What needs to be done —
For the records below, count the lines containing the word "fresh" and reply with the number alone.

((

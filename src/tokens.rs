//! Array name tokens
//!
//! Every chunked array gets a name that is unique within the graph
//! namespace it shares with other arrays. Names come from a [`TokenSource`]
//! handed to the graph builder, so tests can inject a deterministic one.

use std::sync::atomic::{AtomicU64, Ordering};
use std::sync::{Arc, OnceLock};

/// Source of array names
///
/// Implementations must never hand out the same token twice for the
/// lifetime of the source.
pub trait TokenSource: Send + Sync + std::fmt::Debug {
    /// Mint a fresh token, prefixed with `prefix`
    fn next_token(&self, prefix: &str) -> String;
}

/// Monotonic counter-backed token source
#[derive(Debug, Default)]
pub struct SequentialTokens {
    counter: AtomicU64,
}

impl SequentialTokens {
    /// A fresh source whose first token ends in `-1`
    #[must_use]
    pub const fn new() -> Self {
        Self {
            counter: AtomicU64::new(0),
        }
    }

    /// The process-wide source used by the convenience constructors
    #[must_use]
    pub fn global() -> Arc<dyn TokenSource> {
        static GLOBAL: OnceLock<Arc<SequentialTokens>> = OnceLock::new();
        let tokens = GLOBAL.get_or_init(|| Arc::new(Self::new()));
        Arc::clone(tokens) as Arc<dyn TokenSource>
    }

    /// A new source wrapped for sharing between arrays
    #[must_use]
    pub fn shared() -> Arc<dyn TokenSource> {
        Arc::new(Self::new())
    }
}

impl TokenSource for SequentialTokens {
    fn next_token(&self, prefix: &str) -> String {
        let id = self.counter.fetch_add(1, Ordering::Relaxed) + 1;
        format!("{prefix}-{id}")
    }
}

))

Answer to this exercise —
2